晏无心不是圣人,他之所以能够抵挡得了清藕的诱惑,只因为刚刚清藕咬他耳垂的时候,他忽然想到了沈含笑。栗子小说 m.lizi.tw
以沈含笑的性子,如果她知道自己竟然和清藕一夜偷欢,必然会厌烦自己,尤其是在尝过苏澄给她的背叛之后。
她说过,她向往的是一生一世一双人,自己也承诺过,这一辈子除了她之外,不会再娶第二个女人。尽管沈含笑还没有答应做他的妻子,但他依然要遵守自己的诺言。
大丈夫,一言既出驷马难追,自己说过的话,就不能当放屁!他今生今世,只会娶沈含笑一人,那便要忠于她,与其他女人有染,也不能。

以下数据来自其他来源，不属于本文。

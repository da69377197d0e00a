//! Metrics Exporter - per-prediction data points for an external metrics system
//!
//! Every observed prediction yields `InferenceTime`, `RequestTime`,
//! `RequestCount` and, on failure, `ErrorCount`. Data points go through the
//! same bounded workers as prediction records, so a slow metrics backend
//! drops points instead of slowing requests.

use std::sync::Arc;
use std::time::Duration;

use chrono::{DateTime, Utc};
use serde::{Deserialize, Serialize};

use super::http::JsonPoster;
use super::worker::{spawn_all, SinkWorker, SINK_QUEUE_CAPACITY};
use super::SinkError;
use crate::config::Config;

#[derive(Debug, Clone, Copy, PartialEq, Eq, Serialize, Deserialize)]
pub enum MetricUnit {
    Count,
    Milliseconds,
}

#[derive(Debug, Clone, PartialEq, Serialize, Deserialize)]
#[serde(rename_all = "PascalCase")]
pub struct MetricDatum {
    pub metric_name: String,
    pub value: f64,
    pub unit: MetricUnit,
    pub timestamp: DateTime<Utc>,
}

impl MetricDatum {
    fn new(name: &str, value: f64, unit: MetricUnit, timestamp: DateTime<Utc>) -> Self {
        Self {
            metric_name: name.to_string(),
            value,
            unit,
            timestamp,
        }
    }
}

/// Data points for `count` predictions that each took `latency_ms`
pub fn prediction_data(
    latency_ms: f64,
    success: bool,
    count: usize,
    timestamp: DateTime<Utc>,
) -> Vec<MetricDatum> {
    let per_prediction = if success { 3 } else { 4 };
    let mut data = Vec::with_capacity(count * per_prediction);

    for _ in 0..count {
        data.push(MetricDatum::new("InferenceTime", latency_ms, MetricUnit::Milliseconds, timestamp));
        // requests are served in one pass, so request time equals inference time
        data.push(MetricDatum::new("RequestTime", latency_ms, MetricUnit::Milliseconds, timestamp));
        data.push(MetricDatum::new("RequestCount", 1.0, MetricUnit::Count, timestamp));
        if !success {
            data.push(MetricDatum::new("ErrorCount", 1.0, MetricUnit::Count, timestamp));
        }
    }
    data
}

/// Destination for metric data points
pub trait MetricsExporter: Send + Sync {
    fn name(&self) -> &'static str;
    fn export(&self, data: &[MetricDatum]) -> Result<(), SinkError>;
}

// ============================================================================
// EXPORTERS
// ============================================================================

#[derive(Debug, Serialize)]
#[serde(rename_all = "PascalCase")]
struct MetricsPayload<'a> {
    namespace: &'a str,
    metric_data: &'a [MetricDatum],
}

/// POSTs `{Namespace, MetricData}` batches to a metrics gateway
pub struct HttpMetricsExporter {
    namespace: String,
    poster: JsonPoster,
}

impl HttpMetricsExporter {
    pub fn new(url: impl Into<String>, namespace: impl Into<String>, timeout: Duration) -> Self {
        Self {
            namespace: namespace.into(),
            poster: JsonPoster::new(url, timeout),
        }
    }
}

impl MetricsExporter for HttpMetricsExporter {
    fn name(&self) -> &'static str {
        "http-metrics"
    }

    fn export(&self, data: &[MetricDatum]) -> Result<(), SinkError> {
        if data.is_empty() {
            return Ok(());
        }
        self.poster.post(&MetricsPayload {
            namespace: &self.namespace,
            metric_data: data,
        })
    }
}

/// One `tracing` event per data point under target `metrics`
pub struct LogMetricsExporter {
    namespace: String,
}

impl LogMetricsExporter {
    pub fn new(namespace: impl Into<String>) -> Self {
        Self {
            namespace: namespace.into(),
        }
    }
}

impl MetricsExporter for LogMetricsExporter {
    fn name(&self) -> &'static str {
        "log-metrics"
    }

    fn export(&self, data: &[MetricDatum]) -> Result<(), SinkError> {
        for d in data {
            tracing::info!(
                target: "metrics",
                namespace = %self.namespace,
                metric = %d.metric_name,
                value = d.value,
                unit = ?d.unit,
                "metric"
            );
        }
        Ok(())
    }
}

// ============================================================================
// PUBLISHER
// ============================================================================

#[derive(Clone, Default)]
pub struct MetricsPublisher {
    workers: Arc<Vec<SinkWorker<MetricDatum>>>,
}

impl MetricsPublisher {
    pub fn new(exporters: Vec<Arc<dyn MetricsExporter>>) -> Self {
        Self::with_capacity(exporters, SINK_QUEUE_CAPACITY)
    }

    pub fn with_capacity(exporters: Vec<Arc<dyn MetricsExporter>>, capacity: usize) -> Self {
        let writers = exporters.into_iter().map(|exporter| {
            let name = exporter.name();
            (name, move |data: &[MetricDatum]| exporter.export(data))
        });

        Self {
            workers: Arc::new(spawn_all(writers, capacity)),
        }
    }

    /// Exporters enabled by configuration
    pub fn from_config(config: &Config) -> Self {
        let mut exporters: Vec<Arc<dyn MetricsExporter>> = Vec::new();

        if let Some(url) = &config.metrics_url {
            tracing::info!("Metrics export enabled: http ({}, namespace {})", url, config.metrics_namespace);
            exporters.push(Arc::new(HttpMetricsExporter::new(
                url.clone(),
                config.metrics_namespace.clone(),
                Duration::from_secs(config.sink_timeout_secs),
            )));
        }
        if config.log_metrics {
            tracing::info!("Metrics export enabled: log");
            exporters.push(Arc::new(LogMetricsExporter::new(config.metrics_namespace.clone())));
        }

        Self::new(exporters)
    }

    pub fn is_empty(&self) -> bool {
        self.workers.is_empty()
    }

    /// Publish data points for `count` predictions. Returns how many exporters
    /// accepted them.
    pub fn record_predictions(&self, latency_ms: f64, success: bool, count: usize) -> usize {
        if self.workers.is_empty() || count == 0 {
            return 0;
        }

        let data = Arc::new(prediction_data(latency_ms, success, count, Utc::now()));
        self.workers
            .iter()
            .filter(|worker| worker.submit(Arc::clone(&data)))
            .count()
    }
}

#[cfg(test)]
mod tests {
    use super::*;
    use parking_lot::Mutex;
    use std::sync::mpsc::{channel, Sender};

    struct ChannelExporter {
        seen: Mutex<Sender<Vec<MetricDatum>>>,
    }

    impl MetricsExporter for ChannelExporter {
        fn name(&self) -> &'static str {
            "channel"
        }

        fn export(&self, data: &[MetricDatum]) -> Result<(), SinkError> {
            self.seen.lock().send(data.to_vec()).ok();
            Ok(())
        }
    }

    fn names(data: &[MetricDatum]) -> Vec<&str> {
        data.iter().map(|d| d.metric_name.as_str()).collect()
    }

    #[test]
    fn test_success_data_points() {
        let data = prediction_data(12.5, true, 1, Utc::now());
        assert_eq!(names(&data), vec!["InferenceTime", "RequestTime", "RequestCount"]);
        assert_eq!(data[0].value, 12.5);
        assert_eq!(data[0].unit, MetricUnit::Milliseconds);
        assert_eq!(data[2].value, 1.0);
        assert_eq!(data[2].unit, MetricUnit::Count);
    }

    #[test]
    fn test_failure_adds_error_count() {
        let data = prediction_data(3.0, false, 1, Utc::now());
        assert_eq!(
            names(&data),
            vec!["InferenceTime", "RequestTime", "RequestCount", "ErrorCount"]
        );
    }

    #[test]
    fn test_batch_repeats_per_prediction() {
        let data = prediction_data(1.0, true, 4, Utc::now());
        assert_eq!(data.len(), 12);
        assert_eq!(data.iter().filter(|d| d.metric_name == "RequestCount").count(), 4);
    }

    #[test]
    fn test_datum_wire_format() {
        let datum = MetricDatum::new("ErrorCount", 1.0, MetricUnit::Count, Utc::now());
        let json = serde_json::to_value(&datum).unwrap();
        assert_eq!(json["MetricName"], "ErrorCount");
        assert_eq!(json["Unit"], "Count");
        assert_eq!(json["Value"], 1.0);
    }

    #[test]
    fn test_publisher_forwards_to_exporter() {
        let (tx, rx) = channel();
        let exporter: Arc<dyn MetricsExporter> = Arc::new(ChannelExporter { seen: Mutex::new(tx) });
        let publisher = MetricsPublisher::new(vec![exporter]);

        assert_eq!(publisher.record_predictions(7.0, false, 1), 1);
        let data = rx.recv_timeout(Duration::from_secs(5)).unwrap();
        assert_eq!(data.len(), 4);
        assert_eq!(data[3].metric_name, "ErrorCount");
    }

    #[test]
    fn test_disabled_publisher_is_noop() {
        let publisher = MetricsPublisher::default();
        assert!(publisher.is_empty());
        assert_eq!(publisher.record_predictions(1.0, true, 1), 0);
    }

    #[test]
    fn test_unreachable_gateway_is_error() {
        let exporter = HttpMetricsExporter::new(
            "http://127.0.0.1:9/metrics",
            "ModelDeployment",
            Duration::from_millis(200),
        );
        let data = prediction_data(1.0, true, 1, Utc::now());
        assert!(matches!(exporter.export(&data), Err(SinkError::Http(_))));
    }
}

清藕就算是再厚颜无耻,也没有脸皮再纠缠下去了。她默默地回到原地,拾起晏无心的衣裳来,默默地褪下自己的湿衣裳把它换上。
夜风冷得很,晏无心浑身也湿透,风吹过,他不由自主地打了个寒噤。
“你浑身湿透了,若是赶路,受了寒,恐会感冒。生堆火,把衣服烤干了再走吧。”清藕低声说道,她没有听到拒绝的话,站起来,说道:“我去找柴火。”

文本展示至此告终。